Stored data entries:
■ ■ ■

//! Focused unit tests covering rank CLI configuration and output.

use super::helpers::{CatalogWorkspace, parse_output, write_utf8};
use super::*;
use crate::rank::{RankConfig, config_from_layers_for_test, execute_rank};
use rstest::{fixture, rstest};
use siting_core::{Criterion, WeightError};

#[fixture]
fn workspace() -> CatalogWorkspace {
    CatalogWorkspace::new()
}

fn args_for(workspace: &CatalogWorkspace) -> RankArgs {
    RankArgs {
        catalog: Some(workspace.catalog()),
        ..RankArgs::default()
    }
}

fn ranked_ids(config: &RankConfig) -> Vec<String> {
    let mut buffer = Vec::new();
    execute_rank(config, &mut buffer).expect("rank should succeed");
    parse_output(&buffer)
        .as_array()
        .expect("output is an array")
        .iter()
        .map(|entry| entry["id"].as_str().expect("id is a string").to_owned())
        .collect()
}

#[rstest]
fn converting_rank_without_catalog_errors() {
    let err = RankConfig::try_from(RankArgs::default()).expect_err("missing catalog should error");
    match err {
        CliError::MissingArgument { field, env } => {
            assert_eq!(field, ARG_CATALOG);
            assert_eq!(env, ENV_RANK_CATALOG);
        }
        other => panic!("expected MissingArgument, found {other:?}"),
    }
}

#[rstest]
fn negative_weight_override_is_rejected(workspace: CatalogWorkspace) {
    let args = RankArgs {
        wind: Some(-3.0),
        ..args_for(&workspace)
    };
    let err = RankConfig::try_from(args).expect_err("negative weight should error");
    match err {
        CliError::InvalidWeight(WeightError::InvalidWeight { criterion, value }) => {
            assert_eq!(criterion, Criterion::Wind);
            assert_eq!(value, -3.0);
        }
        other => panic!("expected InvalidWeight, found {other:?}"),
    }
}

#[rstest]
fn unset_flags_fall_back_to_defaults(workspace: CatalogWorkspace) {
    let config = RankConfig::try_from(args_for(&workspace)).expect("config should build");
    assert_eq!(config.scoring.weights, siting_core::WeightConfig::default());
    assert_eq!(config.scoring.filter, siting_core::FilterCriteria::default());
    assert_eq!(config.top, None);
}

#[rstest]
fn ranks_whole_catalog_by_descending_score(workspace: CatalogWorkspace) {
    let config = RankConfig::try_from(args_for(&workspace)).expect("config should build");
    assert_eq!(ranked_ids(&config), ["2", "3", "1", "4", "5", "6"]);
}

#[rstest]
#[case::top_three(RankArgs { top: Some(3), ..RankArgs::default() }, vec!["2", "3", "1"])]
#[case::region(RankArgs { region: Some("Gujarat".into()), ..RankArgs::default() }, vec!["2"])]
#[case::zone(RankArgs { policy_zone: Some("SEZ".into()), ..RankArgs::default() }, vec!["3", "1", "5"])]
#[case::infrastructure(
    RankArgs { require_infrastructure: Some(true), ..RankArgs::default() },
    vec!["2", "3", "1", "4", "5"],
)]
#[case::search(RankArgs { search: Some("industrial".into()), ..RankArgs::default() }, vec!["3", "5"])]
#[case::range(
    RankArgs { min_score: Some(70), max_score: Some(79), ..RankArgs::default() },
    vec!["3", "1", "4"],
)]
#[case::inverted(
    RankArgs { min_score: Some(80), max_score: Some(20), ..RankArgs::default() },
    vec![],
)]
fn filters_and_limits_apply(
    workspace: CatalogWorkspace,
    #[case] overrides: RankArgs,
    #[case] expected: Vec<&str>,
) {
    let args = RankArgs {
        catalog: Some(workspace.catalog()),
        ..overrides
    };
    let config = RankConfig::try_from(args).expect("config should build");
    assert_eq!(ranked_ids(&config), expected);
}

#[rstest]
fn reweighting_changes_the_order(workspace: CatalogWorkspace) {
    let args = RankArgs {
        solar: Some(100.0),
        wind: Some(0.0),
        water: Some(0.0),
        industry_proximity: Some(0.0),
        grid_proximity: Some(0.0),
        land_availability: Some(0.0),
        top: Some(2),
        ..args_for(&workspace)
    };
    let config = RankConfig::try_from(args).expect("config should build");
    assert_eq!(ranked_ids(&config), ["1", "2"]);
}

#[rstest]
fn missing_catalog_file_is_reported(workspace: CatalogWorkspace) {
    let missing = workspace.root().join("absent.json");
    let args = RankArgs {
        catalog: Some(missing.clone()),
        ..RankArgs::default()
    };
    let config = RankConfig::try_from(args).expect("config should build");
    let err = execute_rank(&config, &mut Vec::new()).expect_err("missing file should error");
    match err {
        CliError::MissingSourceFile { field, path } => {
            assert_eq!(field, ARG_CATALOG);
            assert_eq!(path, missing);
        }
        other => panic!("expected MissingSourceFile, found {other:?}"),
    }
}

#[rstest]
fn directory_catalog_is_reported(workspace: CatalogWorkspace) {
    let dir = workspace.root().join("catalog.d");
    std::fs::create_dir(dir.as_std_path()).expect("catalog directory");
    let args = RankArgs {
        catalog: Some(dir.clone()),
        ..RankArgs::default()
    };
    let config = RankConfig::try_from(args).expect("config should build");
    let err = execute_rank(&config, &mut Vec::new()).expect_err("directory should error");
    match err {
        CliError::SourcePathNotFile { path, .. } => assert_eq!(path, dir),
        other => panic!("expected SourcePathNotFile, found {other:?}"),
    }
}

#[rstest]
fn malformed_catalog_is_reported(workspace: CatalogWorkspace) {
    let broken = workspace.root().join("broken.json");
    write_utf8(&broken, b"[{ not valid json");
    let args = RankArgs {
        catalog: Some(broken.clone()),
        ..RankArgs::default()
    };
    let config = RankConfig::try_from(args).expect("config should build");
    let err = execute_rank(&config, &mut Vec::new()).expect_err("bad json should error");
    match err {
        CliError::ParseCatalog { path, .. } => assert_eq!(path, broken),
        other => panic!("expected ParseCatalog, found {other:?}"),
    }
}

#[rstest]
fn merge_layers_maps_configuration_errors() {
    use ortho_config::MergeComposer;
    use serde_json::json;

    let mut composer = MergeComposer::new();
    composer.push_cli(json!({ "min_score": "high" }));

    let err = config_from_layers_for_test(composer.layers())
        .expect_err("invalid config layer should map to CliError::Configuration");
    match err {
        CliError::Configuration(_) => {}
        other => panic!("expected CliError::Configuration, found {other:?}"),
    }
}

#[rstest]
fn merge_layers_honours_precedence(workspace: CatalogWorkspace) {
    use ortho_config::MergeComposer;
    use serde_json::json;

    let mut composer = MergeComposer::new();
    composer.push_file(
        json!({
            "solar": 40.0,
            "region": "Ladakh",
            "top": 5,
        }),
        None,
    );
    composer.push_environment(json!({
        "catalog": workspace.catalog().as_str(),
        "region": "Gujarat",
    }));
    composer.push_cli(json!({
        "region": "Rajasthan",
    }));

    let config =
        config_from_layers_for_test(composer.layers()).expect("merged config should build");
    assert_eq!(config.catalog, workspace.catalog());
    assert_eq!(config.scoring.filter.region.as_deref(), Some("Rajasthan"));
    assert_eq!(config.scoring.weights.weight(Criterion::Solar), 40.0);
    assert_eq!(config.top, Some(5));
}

■ ■ ■

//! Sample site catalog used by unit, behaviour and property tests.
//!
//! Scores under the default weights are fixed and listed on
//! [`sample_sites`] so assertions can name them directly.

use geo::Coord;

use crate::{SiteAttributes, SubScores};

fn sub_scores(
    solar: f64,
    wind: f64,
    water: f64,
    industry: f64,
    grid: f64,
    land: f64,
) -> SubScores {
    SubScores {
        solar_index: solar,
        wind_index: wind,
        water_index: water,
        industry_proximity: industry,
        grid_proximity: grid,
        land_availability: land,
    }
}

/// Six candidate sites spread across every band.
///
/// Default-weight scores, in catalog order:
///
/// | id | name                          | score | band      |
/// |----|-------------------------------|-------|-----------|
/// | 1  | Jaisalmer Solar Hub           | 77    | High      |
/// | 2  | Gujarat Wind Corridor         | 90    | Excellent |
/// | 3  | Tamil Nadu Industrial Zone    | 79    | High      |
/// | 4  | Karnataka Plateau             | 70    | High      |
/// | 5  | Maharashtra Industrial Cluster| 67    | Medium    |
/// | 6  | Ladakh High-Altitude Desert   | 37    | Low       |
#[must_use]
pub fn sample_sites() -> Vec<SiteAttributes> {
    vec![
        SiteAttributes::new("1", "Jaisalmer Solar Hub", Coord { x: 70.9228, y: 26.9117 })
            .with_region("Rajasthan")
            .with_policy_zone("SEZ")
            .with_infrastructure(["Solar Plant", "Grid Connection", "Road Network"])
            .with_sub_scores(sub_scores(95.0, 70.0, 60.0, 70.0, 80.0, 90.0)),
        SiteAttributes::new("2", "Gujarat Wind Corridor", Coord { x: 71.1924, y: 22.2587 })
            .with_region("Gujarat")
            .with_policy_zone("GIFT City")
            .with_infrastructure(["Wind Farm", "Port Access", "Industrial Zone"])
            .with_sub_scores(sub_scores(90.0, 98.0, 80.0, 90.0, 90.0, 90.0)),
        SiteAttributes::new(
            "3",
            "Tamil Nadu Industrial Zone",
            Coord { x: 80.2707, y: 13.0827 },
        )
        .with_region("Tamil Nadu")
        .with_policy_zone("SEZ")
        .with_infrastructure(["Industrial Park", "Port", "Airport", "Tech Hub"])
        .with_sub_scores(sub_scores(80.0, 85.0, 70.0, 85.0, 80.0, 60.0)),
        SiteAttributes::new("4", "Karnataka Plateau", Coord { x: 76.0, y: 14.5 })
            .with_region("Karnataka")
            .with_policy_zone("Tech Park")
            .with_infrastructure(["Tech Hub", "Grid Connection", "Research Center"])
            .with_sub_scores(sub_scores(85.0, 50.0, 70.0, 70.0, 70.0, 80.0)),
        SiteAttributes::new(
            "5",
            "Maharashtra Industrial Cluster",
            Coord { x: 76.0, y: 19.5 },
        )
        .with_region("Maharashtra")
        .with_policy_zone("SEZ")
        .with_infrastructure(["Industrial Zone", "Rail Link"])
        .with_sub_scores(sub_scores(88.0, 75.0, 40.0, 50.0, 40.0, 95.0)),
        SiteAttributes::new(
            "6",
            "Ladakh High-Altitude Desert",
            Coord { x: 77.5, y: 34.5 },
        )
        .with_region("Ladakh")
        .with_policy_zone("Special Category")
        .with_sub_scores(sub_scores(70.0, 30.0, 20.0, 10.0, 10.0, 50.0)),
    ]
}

■ ■ ■

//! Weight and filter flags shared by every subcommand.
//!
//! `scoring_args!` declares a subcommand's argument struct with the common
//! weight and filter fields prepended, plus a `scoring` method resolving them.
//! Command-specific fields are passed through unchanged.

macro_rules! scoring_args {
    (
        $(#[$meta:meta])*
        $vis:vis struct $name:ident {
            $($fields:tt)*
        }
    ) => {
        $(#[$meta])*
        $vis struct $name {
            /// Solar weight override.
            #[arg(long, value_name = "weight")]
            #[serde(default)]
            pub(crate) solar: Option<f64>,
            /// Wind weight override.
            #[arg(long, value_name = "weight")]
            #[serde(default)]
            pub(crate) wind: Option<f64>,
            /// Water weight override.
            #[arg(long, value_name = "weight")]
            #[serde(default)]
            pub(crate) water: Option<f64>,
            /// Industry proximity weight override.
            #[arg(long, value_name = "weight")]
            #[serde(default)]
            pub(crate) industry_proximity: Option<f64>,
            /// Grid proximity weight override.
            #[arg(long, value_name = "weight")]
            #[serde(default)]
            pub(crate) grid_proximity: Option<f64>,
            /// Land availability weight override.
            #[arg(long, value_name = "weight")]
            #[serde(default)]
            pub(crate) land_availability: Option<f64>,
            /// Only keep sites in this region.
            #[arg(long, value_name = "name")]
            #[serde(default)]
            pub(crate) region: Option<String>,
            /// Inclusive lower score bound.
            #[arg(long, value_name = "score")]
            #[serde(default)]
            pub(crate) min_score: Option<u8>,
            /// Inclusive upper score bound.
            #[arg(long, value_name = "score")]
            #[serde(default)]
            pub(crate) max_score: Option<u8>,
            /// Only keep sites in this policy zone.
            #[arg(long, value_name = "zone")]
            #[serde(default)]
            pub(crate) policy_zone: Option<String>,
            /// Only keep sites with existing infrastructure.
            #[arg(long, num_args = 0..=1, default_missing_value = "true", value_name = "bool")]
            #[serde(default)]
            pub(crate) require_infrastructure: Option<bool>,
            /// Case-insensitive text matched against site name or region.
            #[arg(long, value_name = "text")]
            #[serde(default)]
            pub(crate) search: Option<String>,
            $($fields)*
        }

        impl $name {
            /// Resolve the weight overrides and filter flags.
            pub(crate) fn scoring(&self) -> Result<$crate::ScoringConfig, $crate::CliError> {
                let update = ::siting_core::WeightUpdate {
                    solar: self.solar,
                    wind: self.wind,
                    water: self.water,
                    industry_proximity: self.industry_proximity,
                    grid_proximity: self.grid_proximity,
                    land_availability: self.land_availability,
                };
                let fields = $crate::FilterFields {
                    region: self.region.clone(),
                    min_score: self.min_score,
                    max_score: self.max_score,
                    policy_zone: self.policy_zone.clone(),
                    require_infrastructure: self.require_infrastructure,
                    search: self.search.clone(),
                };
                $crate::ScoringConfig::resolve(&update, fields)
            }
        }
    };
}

■ ■ ■

Go line by line through the data, copying each one that contains the word "super".

use super::helpers::{CatalogWorkspace, parse_output, write_utf8};
use super::*;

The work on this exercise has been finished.